YOUR GOAL – If a line in the records contains the string "struct", show that line.

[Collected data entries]
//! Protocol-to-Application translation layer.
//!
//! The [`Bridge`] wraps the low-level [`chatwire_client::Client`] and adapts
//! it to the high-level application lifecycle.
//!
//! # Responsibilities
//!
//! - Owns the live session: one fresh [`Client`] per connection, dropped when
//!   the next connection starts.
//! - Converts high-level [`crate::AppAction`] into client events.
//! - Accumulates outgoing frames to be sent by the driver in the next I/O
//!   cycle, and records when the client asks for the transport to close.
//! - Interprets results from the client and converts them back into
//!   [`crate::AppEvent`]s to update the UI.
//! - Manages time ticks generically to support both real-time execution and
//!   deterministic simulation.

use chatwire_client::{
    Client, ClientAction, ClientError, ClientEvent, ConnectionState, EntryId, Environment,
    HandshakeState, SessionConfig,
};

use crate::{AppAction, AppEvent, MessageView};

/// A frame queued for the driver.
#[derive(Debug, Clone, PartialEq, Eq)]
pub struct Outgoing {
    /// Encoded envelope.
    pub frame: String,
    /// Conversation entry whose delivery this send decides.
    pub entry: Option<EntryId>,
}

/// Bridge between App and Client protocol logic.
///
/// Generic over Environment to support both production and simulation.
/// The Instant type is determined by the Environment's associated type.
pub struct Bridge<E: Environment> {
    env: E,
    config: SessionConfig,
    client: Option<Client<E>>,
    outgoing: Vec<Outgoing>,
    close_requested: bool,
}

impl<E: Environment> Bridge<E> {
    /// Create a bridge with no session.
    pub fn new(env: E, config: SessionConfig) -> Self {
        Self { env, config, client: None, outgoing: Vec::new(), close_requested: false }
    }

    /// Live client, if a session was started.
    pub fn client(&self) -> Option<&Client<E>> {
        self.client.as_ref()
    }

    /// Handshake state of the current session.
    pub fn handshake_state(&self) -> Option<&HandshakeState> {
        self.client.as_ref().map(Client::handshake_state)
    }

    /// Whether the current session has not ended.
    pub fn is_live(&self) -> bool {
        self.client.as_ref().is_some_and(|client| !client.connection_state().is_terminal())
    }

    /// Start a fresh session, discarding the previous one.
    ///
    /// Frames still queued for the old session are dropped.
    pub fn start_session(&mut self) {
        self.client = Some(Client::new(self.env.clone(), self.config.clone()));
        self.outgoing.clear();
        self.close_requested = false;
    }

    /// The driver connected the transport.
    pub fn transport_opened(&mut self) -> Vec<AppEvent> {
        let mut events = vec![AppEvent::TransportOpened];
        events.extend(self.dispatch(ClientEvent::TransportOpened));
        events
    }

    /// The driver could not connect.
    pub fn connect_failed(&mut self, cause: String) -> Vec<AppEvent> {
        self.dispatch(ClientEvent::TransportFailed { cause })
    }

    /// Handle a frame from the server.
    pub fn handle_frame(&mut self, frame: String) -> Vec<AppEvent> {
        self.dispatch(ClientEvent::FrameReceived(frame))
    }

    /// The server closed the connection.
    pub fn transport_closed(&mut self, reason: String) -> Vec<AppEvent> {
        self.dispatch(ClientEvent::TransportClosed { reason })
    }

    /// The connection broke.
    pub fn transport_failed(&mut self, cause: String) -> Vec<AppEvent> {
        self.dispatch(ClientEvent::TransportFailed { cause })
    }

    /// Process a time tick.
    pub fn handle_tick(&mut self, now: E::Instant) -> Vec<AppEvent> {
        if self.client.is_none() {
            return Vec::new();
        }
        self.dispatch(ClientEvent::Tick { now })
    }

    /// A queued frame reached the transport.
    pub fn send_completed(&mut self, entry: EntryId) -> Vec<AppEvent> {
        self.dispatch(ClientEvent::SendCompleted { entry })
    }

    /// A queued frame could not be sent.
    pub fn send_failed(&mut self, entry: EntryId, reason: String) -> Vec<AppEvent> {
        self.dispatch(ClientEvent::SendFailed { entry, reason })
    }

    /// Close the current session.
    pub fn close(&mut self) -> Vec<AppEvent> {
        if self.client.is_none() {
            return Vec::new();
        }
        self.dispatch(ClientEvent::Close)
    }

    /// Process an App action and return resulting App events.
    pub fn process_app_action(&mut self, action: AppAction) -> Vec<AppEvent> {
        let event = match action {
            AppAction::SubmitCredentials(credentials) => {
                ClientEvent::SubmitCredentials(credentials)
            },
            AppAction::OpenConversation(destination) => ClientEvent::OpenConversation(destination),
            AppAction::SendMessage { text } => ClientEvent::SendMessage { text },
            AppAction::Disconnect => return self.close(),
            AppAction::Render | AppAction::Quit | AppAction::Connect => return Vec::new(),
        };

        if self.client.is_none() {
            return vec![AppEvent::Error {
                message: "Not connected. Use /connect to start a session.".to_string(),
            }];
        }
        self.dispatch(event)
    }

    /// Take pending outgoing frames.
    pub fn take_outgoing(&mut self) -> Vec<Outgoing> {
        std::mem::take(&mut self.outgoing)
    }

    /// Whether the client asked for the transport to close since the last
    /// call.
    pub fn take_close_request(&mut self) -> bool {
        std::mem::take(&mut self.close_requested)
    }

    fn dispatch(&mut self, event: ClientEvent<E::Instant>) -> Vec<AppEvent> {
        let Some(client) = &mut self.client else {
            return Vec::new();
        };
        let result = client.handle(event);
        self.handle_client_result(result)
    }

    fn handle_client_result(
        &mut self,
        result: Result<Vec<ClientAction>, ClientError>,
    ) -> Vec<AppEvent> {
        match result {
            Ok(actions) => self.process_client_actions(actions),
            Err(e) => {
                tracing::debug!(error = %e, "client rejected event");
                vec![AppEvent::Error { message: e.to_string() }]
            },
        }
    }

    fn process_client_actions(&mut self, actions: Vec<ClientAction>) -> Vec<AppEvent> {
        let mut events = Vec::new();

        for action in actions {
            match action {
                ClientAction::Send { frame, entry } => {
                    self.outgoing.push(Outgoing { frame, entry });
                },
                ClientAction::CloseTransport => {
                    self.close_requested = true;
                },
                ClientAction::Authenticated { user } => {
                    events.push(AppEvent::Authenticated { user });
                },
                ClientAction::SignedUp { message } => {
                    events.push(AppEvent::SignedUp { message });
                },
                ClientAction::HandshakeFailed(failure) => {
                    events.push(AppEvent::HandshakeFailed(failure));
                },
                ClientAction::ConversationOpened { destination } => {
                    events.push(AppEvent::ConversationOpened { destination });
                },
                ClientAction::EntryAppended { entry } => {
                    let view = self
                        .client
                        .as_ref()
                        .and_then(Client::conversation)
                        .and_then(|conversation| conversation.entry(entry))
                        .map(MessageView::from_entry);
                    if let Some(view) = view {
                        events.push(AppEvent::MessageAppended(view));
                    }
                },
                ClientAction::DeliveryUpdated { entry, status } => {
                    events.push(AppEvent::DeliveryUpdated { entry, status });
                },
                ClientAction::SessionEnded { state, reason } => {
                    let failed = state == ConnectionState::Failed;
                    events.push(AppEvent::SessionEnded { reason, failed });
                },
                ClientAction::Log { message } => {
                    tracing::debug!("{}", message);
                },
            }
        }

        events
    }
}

OUTPUT OF THE EXERCISE –
pub struct Outgoing {
pub struct Bridge<E: Environment> {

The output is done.